→ Task description: After reading the entries below, copy word for word the lines from the first through the line containing "XDG → defaults)", and stop there.

→ Dataset extract:

- - - -

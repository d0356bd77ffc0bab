//! Stagefit configuration loading and validation.
//!
//! This crate provides:
//! - Typed Rust structs for the chain layout and calibration settings
//! - Config resolution (CLI → env → XDG → defaults)
//! - Semantic validation that fails fast before any solve
//! - Config snapshots stored next to calibration results

pub mod calibration;
pub mod chain;
pub mod layout;
pub mod resolve;
pub mod settings;
pub mod snapshot;
pub mod validate;

pub use calibration::CalibrationConfig;
pub use chain::{ChainConfig, FixedTransition, QueueRule, ReferenceState, TransitionKey};
pub use layout::ChainLayout;
pub use resolve::{resolve_settings_path, ConfigSource, SettingsPath};
pub use settings::Settings;
pub use snapshot::SettingsSnapshot;
pub use validate::{ValidationError, ValidationResult};

/// Schema version for configuration files.
pub const CONFIG_SCHEMA_VERSION: &str = "1.0.0";
//! Stagefit core library.
//!
//! Calibrates the transition probabilities of an absorbing Markov chain of
//! disease stages against empirical targets, one chain per age group:
//!
//! - [`chain`]: hitting probabilities, durations, simulation, convergence
//! - [`builder`]: parameter vector to transition matrix
//! - [`target`]: weighted probability and duration targets
//! - [`fit`]: per-age and joint (age-smoothed) minimization
//! - [`input`] and [`output`]: tables on disk
//! - [`run`]: alpha sweeps and re-evaluation of stored parameters
//!
//! The binary entry point is in `main.rs`.

pub mod builder;
pub mod chain;
pub mod constraints;
pub mod error;
pub mod exit_codes;
pub mod fit;
pub mod input;
pub mod logging;
pub mod output;
pub mod run;
pub mod target;

pub use builder::MatrixBuilder;
pub use chain::Chain;
pub use error::{Error, Result};
pub use fit::{FitOptions, JointFitter, SingleFitter};
pub use input::InputData;
pub use output::OutputFormat;
pub use run::{run_alpha_sweep, SweepRequest, SweepResult};
pub use target::Target;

- - - -

→ Solution to the problem:
repository d0356bd77ffc0bab
//! Stagefit configuration loading and validation.
//!
//! This crate provides:
//! - Typed Rust structs for the chain layout and calibration settings
//! - Config resolution (CLI → env → XDG → defaults)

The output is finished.